Notwithstanding, The Survivor is a touching testimony of the relentless, fierce survivalism of Harry Haft (Ben Foster), a Polish Jew whose ability for boxing served both as the amusement and the profit of a supercilious Nazi officer (Billy Magnussen). What the film does good is this constant search for a peace of mind that was once taken from our hero, when he was forced to kill his own people and fellow inmates with his bare fists. 

By swinging between melodrama and heaviness, the film made a bit difficult for me to connect with a story that, being interesting, could have worked better. The performance of Ben Foster is convincing, but this well-intended biopic borders on the watchable.
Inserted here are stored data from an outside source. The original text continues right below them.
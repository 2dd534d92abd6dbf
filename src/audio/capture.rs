//! Real audio capture using CPAL (Cross-Platform Audio Library).

use crate::audio::clip::AudioClip;
use crate::audio::recorder::{Recorder, RecorderConfig};
use crate::error::{ParloError, Result};
use cpal::traits::{DeviceTrait, HostTrait, StreamTrait};
use std::sync::{Arc, Mutex};
use std::time::Duration;

/// Run a closure with stderr temporarily redirected to /dev/null.
///
/// This suppresses noisy ALSA/JACK/PipeWire messages that CPAL triggers
/// when probing audio backends. The messages are harmless but confusing to users.
///
/// # Safety
/// Uses `libc::dup`/`libc::dup2` to save and restore file descriptor 2 (stderr).
/// Safe as long as no other thread is concurrently manipulating fd 2.
fn with_suppressed_stderr<F, R>(f: F) -> R
where
    F: FnOnce() -> R,
{
    unsafe {
        let saved_fd = libc::dup(2);
        let devnull = libc::open(c"/dev/null".as_ptr(), libc::O_WRONLY);
        if saved_fd >= 0 && devnull >= 0 {
            libc::dup2(devnull, 2);
            libc::close(devnull);
        }

        let result = f();

        if saved_fd >= 0 {
            libc::dup2(saved_fd, 2);
            libc::close(saved_fd);
        }

        result
    }
}

/// Suppress noisy JACK/ALSA error messages that occur during audio backend probing.
/// These are harmless but confusing to users.
///
/// # Safety
/// This modifies environment variables which is safe when called before spawning threads.
pub fn suppress_audio_warnings() {
    // SAFETY: Called at startup before any threads are spawned
    unsafe {
        std::env::set_var("JACK_NO_START_SERVER", "1");
        std::env::set_var("JACK_NO_AUDIO_RESERVATION", "1");
        std::env::set_var("PIPEWIRE_DEBUG", "0");
        std::env::set_var("ALSA_DEBUG", "0");
        std::env::set_var("PW_LOG", "0");
    }
}

/// Preferred device names for GNOME/PipeWire environments.
const PREFERRED_DEVICES: &[&str] = &["pipewire", "pulse", "PulseAudio"];

/// Device name patterns to filter out (not useful for voice input).
const FILTERED_PATTERNS: &[&str] = &[
    "surround",
    "front:",
    "rear:",
    "center:",
    "side:",
    "Digital Output",
    "HDMI",
    "S/PDIF",
];

/// Check if a device name should be filtered out.
fn should_filter_device(name: &str) -> bool {
    let lower = name.to_lowercase();
    FILTERED_PATTERNS
        .iter()
        .any(|pattern| lower.contains(&pattern.to_lowercase()))
}

/// Check if a device is a preferred device.
fn is_preferred_device(name: &str) -> bool {
    let lower = name.to_lowercase();
    PREFERRED_DEVICES
        .iter()
        .any(|pref| lower.contains(&pref.to_lowercase()))
}

/// List all available audio input devices with filtering and recommendations.
///
/// # Returns
/// A vector of device names, with preferred devices marked with "\[recommended\]".
/// Filters out obviously unusable devices (surround channels, HDMI, etc.).
///
/// # Errors
/// Returns `ParloError::AudioCapture` if device enumeration fails.
pub fn list_devices() -> Result<Vec<String>> {
    let (host, devices) = with_suppressed_stderr(|| {
        let host = cpal::default_host();
        let devices = host.input_devices();
        (host, devices)
    });
    let _ = host; // keep host alive while iterating devices
    let devices = devices.map_err(|e| ParloError::AudioCapture {
        message: format!("Failed to enumerate input devices: {}", e),
    })?;

    let mut device_names = Vec::new();
    for device in devices {
        if let Ok(name) = device.name() {
            if should_filter_device(&name) {
                continue;
            }

            if is_preferred_device(&name) {
                device_names.push(format!("{} [recommended]", name));
            } else {
                device_names.push(name);
            }
        }
    }

    Ok(device_names)
}

/// Find an input device whose name contains the given substring
/// (case-insensitive).
fn find_device(name: &str) -> Result<cpal::Device> {
    let host = cpal::default_host();
    let devices = host.input_devices().map_err(|e| ParloError::AudioCapture {
        message: format!("Failed to enumerate devices: {}", e),
    })?;

    let wanted = name.to_lowercase();
    for device in devices {
        if let Ok(dev_name) = device.name()
            && dev_name.to_lowercase().contains(&wanted)
        {
            return Ok(device);
        }
    }

    Err(ParloError::AudioDeviceNotFound {
        device: name.to_string(),
    })
}

/// Get the best default input device, preferring PipeWire/PulseAudio.
///
/// This ensures we respect the desktop's audio device selection.
///
/// # Errors
/// Returns `ParloError::AudioDeviceNotFound` if no input device is available.
fn get_best_default_device() -> Result<cpal::Device> {
    let host = cpal::default_host();

    if let Ok(devices) = host.input_devices() {
        for device in devices {
            if let Ok(name) = device.name()
                && is_preferred_device(&name)
            {
                return Ok(device);
            }
        }
    }

    host.default_input_device()
        .ok_or_else(|| ParloError::AudioDeviceNotFound {
            device: "default".to_string(),
        })
}

/// Real recorder implementation using CPAL.
///
/// Captures 16-bit PCM at the configured rate and channel count (stereo
/// 44.1kHz by default). Tries an i16 stream first — PipeWire/PulseAudio
/// convert transparently — then falls back to f32 with sample conversion for
/// devices that only expose float formats.
pub struct CpalRecorder {
    device: cpal::Device,
    config: RecorderConfig,
}

impl CpalRecorder {
    /// Create a new CPAL recorder.
    ///
    /// Resolves the configured device name (substring match) or picks the
    /// best default input device.
    ///
    /// # Errors
    /// Returns `ParloError::AudioDeviceNotFound` if the named device is
    /// missing or no input device exists at all.
    pub fn new(config: RecorderConfig) -> Result<Self> {
        let device = with_suppressed_stderr(|| match config.device.as_deref() {
            Some(name) => find_device(name),
            None => get_best_default_device(),
        })?;

        Ok(Self { device, config })
    }

    /// Name of the resolved input device.
    pub fn device_name(&self) -> String {
        self.device
            .name()
            .unwrap_or_else(|_| "unknown".to_string())
    }

    fn build_stream(&self, buffer: Arc<Mutex<Vec<i16>>>) -> Result<cpal::Stream> {
        let stream_config = cpal::StreamConfig {
            channels: self.config.channels,
            sample_rate: self.config.sample_rate,
            buffer_size: cpal::BufferSize::Default,
        };

        let err_callback = |err| {
            eprintln!("Audio stream error: {}", err);
        };

        // Try i16 — works with PipeWire/PulseAudio which convert transparently
        let cb_buffer = Arc::clone(&buffer);
        if let Ok(stream) = self.device.build_input_stream(
            &stream_config,
            move |data: &[i16], _: &cpal::InputCallbackInfo| {
                if let Ok(mut buf) = cb_buffer.lock() {
                    buf.extend_from_slice(data);
                }
            },
            err_callback,
            None,
        ) {
            return Ok(stream);
        }

        // Fall back to f32 for devices that only expose float formats
        let cb_buffer = Arc::clone(&buffer);
        self.device
            .build_input_stream(
                &stream_config,
                move |data: &[f32], _: &cpal::InputCallbackInfo| {
                    if let Ok(mut buf) = cb_buffer.lock() {
                        buf.extend(
                            data.iter()
                                .map(|&s| (s.clamp(-1.0, 1.0) * i16::MAX as f32) as i16),
                        );
                    }
                },
                err_callback,
                None,
            )
            .map_err(|e| ParloError::AudioCapture {
                message: format!("Failed to build input stream: {}", e),
            })
    }
}

impl Recorder for CpalRecorder {
    fn record(&mut self, duration: Duration) -> Result<AudioClip> {
        let buffer = Arc::new(Mutex::new(Vec::new()));
        let stream = self.build_stream(Arc::clone(&buffer))?;

        stream.play().map_err(|e| ParloError::AudioCapture {
            message: format!("Failed to start audio stream: {}", e),
        })?;

        // Fixed-length take: block for the full duration, no early stop.
        std::thread::sleep(duration);

        stream.pause().map_err(|e| ParloError::AudioCapture {
            message: format!("Failed to stop audio stream: {}", e),
        })?;
        drop(stream);

        let mut samples = {
            let mut buf = buffer.lock().map_err(|_| ParloError::AudioCapture {
                message: "Audio buffer lock poisoned".to_string(),
            })?;
            std::mem::take(&mut *buf)
        };

        if samples.is_empty() {
            return Err(ParloError::AudioCapture {
                message: format!(
                    "Input stream on '{}' delivered no data. \
                     Try another device (see `parlo devices`).",
                    self.device_name()
                ),
            });
        }

        // The last callback may overshoot the window; trim to the requested length.
        let expected = (duration.as_secs_f64() * f64::from(self.config.sample_rate)) as usize
            * usize::from(self.config.channels);
        if expected > 0 && samples.len() > expected {
            samples.truncate(expected);
        }

        Ok(AudioClip::new(
            samples,
            self.config.sample_rate,
            self.config.channels,
        ))
    }
}

#[cfg(test)]
mod tests {
    use super::*;

    #[test]
    fn test_should_filter_device() {
        assert!(should_filter_device("surround51"));
        assert!(should_filter_device("front:CARD=PCH"));
        assert!(should_filter_device("HDMI Output"));
        assert!(should_filter_device("Digital Output S/PDIF"));
        assert!(!should_filter_device("pipewire"));
        assert!(!should_filter_device("PulseAudio"));
        assert!(!should_filter_device("Built-in Audio"));
    }

    #[test]
    fn test_is_preferred_device() {
        assert!(is_preferred_device("pipewire"));
        assert!(is_preferred_device("PipeWire"));
        assert!(is_preferred_device("pulse"));
        assert!(is_preferred_device("PulseAudio"));
        assert!(!is_preferred_device("hw:0,0"));
        assert!(!is_preferred_device("default"));
    }

    #[test]
    fn test_create_with_invalid_device_name() {
        let config = RecorderConfig {
            device: Some("NonExistentDevice12345".to_string()),
            ..RecorderConfig::default()
        };
        let recorder = CpalRecorder::new(config);
        match recorder {
            Err(ParloError::AudioDeviceNotFound { device }) => {
                assert_eq!(device, "NonExistentDevice12345");
            }
            Ok(_) => panic!("Expected AudioDeviceNotFound error"),
            Err(other) => panic!("Expected AudioDeviceNotFound error, got {other:?}"),
        }
    }

    #[test]
    #[ignore] // Requires audio hardware
    fn test_list_devices_returns_at_least_one_device() {
        let devices = list_devices();
        assert!(devices.is_ok());
        assert!(
            !devices.unwrap().is_empty(),
            "Expected at least one audio device"
        );
    }

    #[test]
    #[ignore] // Requires audio hardware
    fn test_list_devices_filters_unusable_outputs() {
        let devices = list_devices().expect("Failed to list devices");
        for device in &devices {
            assert!(
                !device.to_lowercase().contains("surround"),
                "Should filter surround devices: {}",
                device
            );
            assert!(
                !device.to_lowercase().contains("hdmi"),
                "Should filter HDMI devices: {}",
                device
            );
        }
    }

    #[test]
    #[ignore] // Requires audio hardware
    fn test_create_with_default_device() {
        let recorder = CpalRecorder::new(RecorderConfig::default());
        assert!(
            recorder.is_ok(),
            "Failed to create recorder with default device"
        );
    }

    #[test]
    #[ignore] // Requires audio hardware
    fn test_record_returns_clip_in_configured_format() {
        let mut recorder =
            CpalRecorder::new(RecorderConfig::default()).expect("Failed to create recorder");

        let clip = recorder
            .record(Duration::from_millis(200))
            .expect("Failed to record");

        assert_eq!(clip.sample_rate(), 44_100);
        assert_eq!(clip.channels(), 2);
        assert!(!clip.is_empty());
    }

    #[test]
    #[ignore] // Requires audio hardware
    fn test_can_be_used_as_trait_object() {
        let mut recorder: Box<dyn Recorder> = Box::new(
            CpalRecorder::new(RecorderConfig::default()).expect("Failed to create recorder"),
        );
        assert!(recorder.record(Duration::from_millis(100)).is_ok());
    }
}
Doctor Strange in the Multiverse of Madness (2022)

Direction: Sam Raimi
Country: USA 

Despite the relative success of his Spider-Man triplet (2002, 2004, 2007), director Sam Raimi seems more tailored to craft horror movies (The Evil Dead, 1981; Drag me to Hell, 2009) than superhero adventures. His Doctor Strange in the Multiverse of Madness is pelted with references to other Marvel flicks and looks like an animated movie on arrival. We realize it was a dream but then the parody keeps going with a visually overwhelming one-eyed octopus attack followed by a series of stone-heavy action scenes loaded with too many colors and overcrowded with special effects. It’s coarse in the texture and maladroit in the storytelling when it should have been stylish and creative, respectively. A grossly handled debauchery of computer-generated images makes it a throwaway feature with a lot of manic surface activity but no particular style.

The enigmatic sorcerer Stephen Strange (Benedict Cumberbatch), who was portrayed with much more craft in the latest Spider Man installment (directed by Jon Watts), feels compelled to protect the young America Sanchez (Xochitl Gomez), who has the uncontrollable power of moving from a universe to another. For that, she’s wanted by evil forces.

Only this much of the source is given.